Nothing Left To Burn Book Cover
Nothing Left to Burn
A Memoir
By Jay Varner
Algonquin Books of Chapel Hill
Hardbound $23.95

By BILL DUNCAN
The News-Review

As a writing instructor I have often taught a course in writing a memoir in which one of the toughest lectures is presenting students with the challenge of writing about the bad things that happen in family dynamics. Some of the recent classic memoirs that did not gloss over those incidents, are Rick Bragg’s “All Over But the Shouting,” and Jeannette Walls’ “The Glass Castle.”

Neither does Jay Varner in his recently released “Nothing Left to Burn,” the story about Varner being traumatized over a family secret and coming to terms with the facts. As a reporter for his hometown newspaper, The Sentinel in McVeytown, Pennsylvania he learns the truth about his grandfather and father. His father, Denton Varner, is the town’s fire chief. His grandfather, Lucky Varner, is the town’s serial arsonist.

Was revealing the truth about his grandfather easy for Varner? It was painful and certainly not easy.

“I started writing this as a novel,” he said, not ready to let the world know the truth about his family secret and the two men, each having an obsession, one to burn everything in sight, the other driven by guilt to extinguish what the other had set on fire. In the middle of that was a confused young boy who felt he was being ignored by his father’s dedication to the firehouse and a mysterious grandfather he feared.

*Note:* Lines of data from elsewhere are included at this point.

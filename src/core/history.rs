//! State transition history tracking.
//!
//! Provides immutable tracking of committed transitions over time.

use super::event::Event;
use super::state::State;
use chrono::{DateTime, Utc};
use serde::{Deserialize, Serialize};
use std::time::Duration;

/// Record of a single committed transition.
///
/// # Example
///
/// ```rust
/// use sumstate::core::{Event, State, StateTransition};
/// use serde::{Deserialize, Serialize};
/// use chrono::Utc;
///
/// #[derive(Clone, PartialEq, Debug, Serialize, Deserialize)]
/// enum Lamp {
///     Off,
///     On,
/// }
///
/// impl State for Lamp {
///     fn name(&self) -> &str {
///         match self {
///             Self::Off => "Off",
///             Self::On => "On",
///         }
///     }
/// }
///
/// #[derive(Clone, PartialEq, Debug, Serialize, Deserialize)]
/// struct Flip;
///
/// impl Event for Flip {
///     fn name(&self) -> &str {
///         "Flip"
///     }
/// }
///
/// let transition = StateTransition {
///     from: Lamp::Off,
///     event: Flip,
///     to: Lamp::On,
///     timestamp: Utc::now(),
/// };
/// ```
#[derive(Clone, Debug, Serialize, Deserialize)]
#[serde(bound = "")]
pub struct StateTransition<S: State, E: Event> {
    /// The state being transitioned from
    pub from: S,
    /// The event that triggered the transition
    pub event: E,
    /// The state being transitioned to
    pub to: S,
    /// When the transition was committed
    pub timestamp: DateTime<Utc>,
}

/// Ordered history of committed transitions.
///
/// History is immutable: `record` returns a new history with the
/// transition appended.
#[derive(Clone, Debug, Serialize, Deserialize)]
#[serde(bound = "")]
pub struct StateHistory<S: State, E: Event> {
    transitions: Vec<StateTransition<S, E>>,
}

impl<S: State, E: Event> Default for StateHistory<S, E> {
    fn default() -> Self {
        Self::new()
    }
}

impl<S: State, E: Event> StateHistory<S, E> {
    /// Create a new empty history.
    pub fn new() -> Self {
        Self {
            transitions: Vec::new(),
        }
    }

    /// Record a transition, returning a new history.
    ///
    /// The existing history is left untouched. This clones every
    /// recorded transition; `StateMachine` appends in place instead.
    pub fn record(&self, transition: StateTransition<S, E>) -> Self {
        let mut transitions = self.transitions.clone();
        transitions.push(transition);
        Self { transitions }
    }

    /// Append a transition in place.
    pub(crate) fn push(&mut self, transition: StateTransition<S, E>) {
        self.transitions.push(transition);
    }

    /// Get the path of states traversed.
    ///
    /// Returns the `from` state of the first transition followed by the
    /// `to` state of every transition. Empty when nothing was recorded.
    pub fn get_path(&self) -> Vec<&S> {
        let mut path = Vec::new();
        if let Some(first) = self.transitions.first() {
            path.push(&first.from);
        }
        for transition in &self.transitions {
            path.push(&transition.to);
        }
        path
    }

    /// Time between the first and last recorded transition.
    ///
    /// Returns `None` if there are no transitions.
    pub fn duration(&self) -> Option<Duration> {
        if let (Some(first), Some(last)) = (self.transitions.first(), self.transitions.last()) {
            let duration = last.timestamp.signed_duration_since(first.timestamp);
            duration.to_std().ok()
        } else {
            None
        }
    }

    /// All transitions in the order they were committed.
    pub fn transitions(&self) -> &[StateTransition<S, E>] {
        &self.transitions
    }

    pub fn len(&self) -> usize {
        self.transitions.len()
    }

    pub fn is_empty(&self) -> bool {
        self.transitions.is_empty()
    }
}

Varner remembers that his grandfather collected junk from around the town, brought it to their home every Saturday and set fire to it in a deep hole which was once the basement of the family home before the grandfather burned it down. Even as a small boy, he knew something was wrong when he could see the glee in his grandfather’s face as he watched the inferno.

It was a secret no one talked about. He resented his father, the town fire chief, who never had time for him because of his firefighting duties. It took Varner years to come to grips with the painful truth and that only after as a reporter in his hometown newspaper and began covering the police and fire beat. He had started the story as a novel back in his college journalism days, but had set it aside because his narration just wasn’t working. His memory about coming of age with that trauma haunting him, wouldn’t stay hidden in the desk drawer along with the unfinished novel.

When Varner started writing the book as a memoir, he discovered his father in a different light as a town hero and a respected fire chief. He really understood that view when he recalled when his father was battling cancer and how the whole community was praying for a miracle.

Varner devotes several chapters to poignant stories about his father’s positive outlook on his recovery, mixed with the negative comments from his grandfather about his son’s illness. In all the different scenarios Varner presents, he remembers fondly, his mother, Teena, and how she silently endured, knowing the family secret.

His mother is still alive and lives in his Pennsylvania hometown. “My mother only asked that I make it clear that she urged me to write none of this,” because she felt he was picking open a scab on a wound that would never heal. “Confronting any of this is still painful for both of us,” he concluded, but said he wanted to world to understand his father was a hero, especially to him.